- Task directions: The answer must be every line of the records in which the string "matches" appears.

- Information supplied:
☆ ☆ ☆ ☆

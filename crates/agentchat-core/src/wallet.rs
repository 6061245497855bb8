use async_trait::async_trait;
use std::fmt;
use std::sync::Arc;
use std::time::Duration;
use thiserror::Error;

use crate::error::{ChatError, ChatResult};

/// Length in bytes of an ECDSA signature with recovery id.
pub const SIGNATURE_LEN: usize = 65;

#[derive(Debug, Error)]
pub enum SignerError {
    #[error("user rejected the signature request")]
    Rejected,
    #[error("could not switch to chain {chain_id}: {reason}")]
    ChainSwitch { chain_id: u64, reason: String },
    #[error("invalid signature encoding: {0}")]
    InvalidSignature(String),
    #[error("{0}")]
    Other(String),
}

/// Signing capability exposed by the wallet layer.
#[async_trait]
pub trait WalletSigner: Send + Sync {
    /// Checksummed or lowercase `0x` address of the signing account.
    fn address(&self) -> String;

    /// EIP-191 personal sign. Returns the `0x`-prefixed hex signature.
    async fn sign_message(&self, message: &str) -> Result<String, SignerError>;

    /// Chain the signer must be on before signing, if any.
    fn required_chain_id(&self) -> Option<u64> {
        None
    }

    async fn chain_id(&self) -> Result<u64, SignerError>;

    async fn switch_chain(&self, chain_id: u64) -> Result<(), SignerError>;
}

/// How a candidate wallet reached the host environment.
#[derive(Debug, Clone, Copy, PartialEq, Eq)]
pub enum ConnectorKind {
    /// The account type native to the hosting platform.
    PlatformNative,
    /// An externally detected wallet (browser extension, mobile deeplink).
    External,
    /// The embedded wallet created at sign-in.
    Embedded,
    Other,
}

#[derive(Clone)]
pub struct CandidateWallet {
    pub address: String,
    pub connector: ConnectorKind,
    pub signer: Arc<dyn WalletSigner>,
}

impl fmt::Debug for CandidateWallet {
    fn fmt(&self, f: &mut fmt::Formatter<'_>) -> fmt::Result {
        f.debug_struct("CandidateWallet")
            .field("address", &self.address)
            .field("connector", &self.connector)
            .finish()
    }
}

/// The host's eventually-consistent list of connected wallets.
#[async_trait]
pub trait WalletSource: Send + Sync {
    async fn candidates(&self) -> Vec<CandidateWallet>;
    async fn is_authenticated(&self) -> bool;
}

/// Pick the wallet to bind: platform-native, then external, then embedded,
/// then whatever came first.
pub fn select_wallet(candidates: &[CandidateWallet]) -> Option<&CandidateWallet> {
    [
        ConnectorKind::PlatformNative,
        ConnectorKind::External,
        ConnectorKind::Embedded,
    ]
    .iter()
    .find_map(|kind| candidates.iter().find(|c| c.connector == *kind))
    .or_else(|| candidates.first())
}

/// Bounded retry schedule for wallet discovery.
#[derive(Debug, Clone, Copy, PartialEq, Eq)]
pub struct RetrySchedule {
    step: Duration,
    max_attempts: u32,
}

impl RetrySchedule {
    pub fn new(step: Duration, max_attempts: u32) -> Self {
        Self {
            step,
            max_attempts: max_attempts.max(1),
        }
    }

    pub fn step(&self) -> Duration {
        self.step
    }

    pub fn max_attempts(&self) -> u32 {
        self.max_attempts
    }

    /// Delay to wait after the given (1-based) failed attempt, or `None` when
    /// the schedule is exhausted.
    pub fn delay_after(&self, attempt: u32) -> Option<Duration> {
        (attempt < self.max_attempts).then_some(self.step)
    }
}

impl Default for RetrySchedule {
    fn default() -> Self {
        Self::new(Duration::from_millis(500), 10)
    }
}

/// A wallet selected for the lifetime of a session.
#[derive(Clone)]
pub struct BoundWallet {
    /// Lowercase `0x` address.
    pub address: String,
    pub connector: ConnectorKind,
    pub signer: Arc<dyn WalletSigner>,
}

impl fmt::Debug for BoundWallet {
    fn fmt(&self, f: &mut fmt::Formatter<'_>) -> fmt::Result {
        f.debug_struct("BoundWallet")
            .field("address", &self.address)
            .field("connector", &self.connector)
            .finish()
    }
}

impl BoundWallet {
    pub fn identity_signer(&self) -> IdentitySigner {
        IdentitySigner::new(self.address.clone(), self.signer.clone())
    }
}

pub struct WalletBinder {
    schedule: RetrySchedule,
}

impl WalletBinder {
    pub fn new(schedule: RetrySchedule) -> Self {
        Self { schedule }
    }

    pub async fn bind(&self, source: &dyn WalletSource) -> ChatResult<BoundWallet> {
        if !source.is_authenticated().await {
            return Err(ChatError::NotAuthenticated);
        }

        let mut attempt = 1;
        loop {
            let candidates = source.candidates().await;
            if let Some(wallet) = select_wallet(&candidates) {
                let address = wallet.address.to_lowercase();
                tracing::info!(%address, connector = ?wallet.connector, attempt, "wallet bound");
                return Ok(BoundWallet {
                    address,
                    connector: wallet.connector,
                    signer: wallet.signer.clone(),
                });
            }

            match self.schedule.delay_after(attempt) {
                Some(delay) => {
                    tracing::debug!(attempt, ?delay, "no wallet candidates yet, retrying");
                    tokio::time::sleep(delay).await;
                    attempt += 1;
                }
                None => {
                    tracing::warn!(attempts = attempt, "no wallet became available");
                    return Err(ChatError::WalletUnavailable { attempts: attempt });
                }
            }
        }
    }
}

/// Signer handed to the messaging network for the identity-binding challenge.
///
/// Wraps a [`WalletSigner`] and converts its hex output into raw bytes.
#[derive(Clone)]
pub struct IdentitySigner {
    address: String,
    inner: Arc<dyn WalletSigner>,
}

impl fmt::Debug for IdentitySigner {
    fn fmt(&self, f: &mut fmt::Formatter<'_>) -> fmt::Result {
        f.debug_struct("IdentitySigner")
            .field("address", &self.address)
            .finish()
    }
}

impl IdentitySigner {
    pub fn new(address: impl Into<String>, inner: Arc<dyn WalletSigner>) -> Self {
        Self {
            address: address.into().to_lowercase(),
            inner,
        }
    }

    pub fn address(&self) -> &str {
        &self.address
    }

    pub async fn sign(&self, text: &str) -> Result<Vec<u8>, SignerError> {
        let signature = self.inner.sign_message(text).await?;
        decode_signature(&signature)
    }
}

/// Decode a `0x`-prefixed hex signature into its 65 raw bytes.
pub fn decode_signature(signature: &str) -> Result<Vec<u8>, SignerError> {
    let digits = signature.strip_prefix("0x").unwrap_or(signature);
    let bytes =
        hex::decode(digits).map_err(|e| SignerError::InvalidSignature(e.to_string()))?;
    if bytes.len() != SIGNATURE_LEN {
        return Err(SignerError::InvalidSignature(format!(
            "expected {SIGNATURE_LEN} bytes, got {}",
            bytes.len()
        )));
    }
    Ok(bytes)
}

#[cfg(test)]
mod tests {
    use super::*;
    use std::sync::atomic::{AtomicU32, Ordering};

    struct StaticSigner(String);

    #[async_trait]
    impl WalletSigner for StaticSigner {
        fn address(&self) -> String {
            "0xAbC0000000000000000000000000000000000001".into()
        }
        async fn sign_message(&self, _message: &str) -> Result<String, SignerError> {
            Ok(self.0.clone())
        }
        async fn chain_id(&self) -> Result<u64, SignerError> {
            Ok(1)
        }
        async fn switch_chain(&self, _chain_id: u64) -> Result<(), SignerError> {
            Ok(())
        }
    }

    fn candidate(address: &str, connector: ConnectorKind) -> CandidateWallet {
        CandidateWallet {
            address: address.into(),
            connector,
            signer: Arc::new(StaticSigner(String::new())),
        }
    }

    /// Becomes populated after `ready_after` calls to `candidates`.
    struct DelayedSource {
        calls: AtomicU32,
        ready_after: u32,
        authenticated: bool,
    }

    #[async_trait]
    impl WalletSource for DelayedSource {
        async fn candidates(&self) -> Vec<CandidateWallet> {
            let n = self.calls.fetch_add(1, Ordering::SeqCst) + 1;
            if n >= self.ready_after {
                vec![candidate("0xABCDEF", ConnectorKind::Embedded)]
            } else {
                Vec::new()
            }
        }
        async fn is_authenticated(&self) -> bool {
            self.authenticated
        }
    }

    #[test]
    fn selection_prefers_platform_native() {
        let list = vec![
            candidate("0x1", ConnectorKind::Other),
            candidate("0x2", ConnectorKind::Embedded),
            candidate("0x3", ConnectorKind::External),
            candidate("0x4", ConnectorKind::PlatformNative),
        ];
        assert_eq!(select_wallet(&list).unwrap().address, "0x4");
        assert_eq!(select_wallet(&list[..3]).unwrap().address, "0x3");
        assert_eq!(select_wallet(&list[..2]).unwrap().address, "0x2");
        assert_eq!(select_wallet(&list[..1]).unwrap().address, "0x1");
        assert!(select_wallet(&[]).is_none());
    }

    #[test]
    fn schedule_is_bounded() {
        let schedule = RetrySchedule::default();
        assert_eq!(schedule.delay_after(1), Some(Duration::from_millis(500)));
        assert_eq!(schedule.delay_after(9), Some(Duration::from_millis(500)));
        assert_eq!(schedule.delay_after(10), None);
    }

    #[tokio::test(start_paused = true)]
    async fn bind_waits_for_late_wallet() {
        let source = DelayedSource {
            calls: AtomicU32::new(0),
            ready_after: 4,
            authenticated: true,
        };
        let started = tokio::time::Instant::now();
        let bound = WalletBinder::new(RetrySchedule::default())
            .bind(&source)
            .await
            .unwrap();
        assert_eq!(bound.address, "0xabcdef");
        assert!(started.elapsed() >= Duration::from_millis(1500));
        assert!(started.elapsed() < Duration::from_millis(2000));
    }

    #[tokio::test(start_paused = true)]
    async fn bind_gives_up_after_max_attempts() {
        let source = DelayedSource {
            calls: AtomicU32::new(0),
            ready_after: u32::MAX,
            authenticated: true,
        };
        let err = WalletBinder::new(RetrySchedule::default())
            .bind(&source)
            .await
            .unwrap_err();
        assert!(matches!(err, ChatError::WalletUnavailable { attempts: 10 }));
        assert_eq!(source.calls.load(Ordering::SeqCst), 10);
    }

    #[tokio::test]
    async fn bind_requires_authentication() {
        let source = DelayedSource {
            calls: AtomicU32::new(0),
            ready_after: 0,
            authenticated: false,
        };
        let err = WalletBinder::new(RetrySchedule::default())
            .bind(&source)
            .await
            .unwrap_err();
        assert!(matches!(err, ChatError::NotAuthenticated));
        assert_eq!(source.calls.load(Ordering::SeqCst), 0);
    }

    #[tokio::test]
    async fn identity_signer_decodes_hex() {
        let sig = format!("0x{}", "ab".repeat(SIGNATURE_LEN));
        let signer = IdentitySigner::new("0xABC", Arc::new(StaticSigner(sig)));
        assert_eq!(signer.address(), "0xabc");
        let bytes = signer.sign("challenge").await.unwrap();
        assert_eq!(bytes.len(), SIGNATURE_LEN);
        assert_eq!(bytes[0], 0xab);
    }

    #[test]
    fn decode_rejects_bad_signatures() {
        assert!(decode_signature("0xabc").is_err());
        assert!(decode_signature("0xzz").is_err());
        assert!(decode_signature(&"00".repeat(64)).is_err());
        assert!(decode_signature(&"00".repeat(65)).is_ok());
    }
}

☆ ☆ ☆ ☆

- Response to this task:
        assert!(matches!(err, ChatError::WalletUnavailable { attempts: 10 }));
        assert!(matches!(err, ChatError::NotAuthenticated));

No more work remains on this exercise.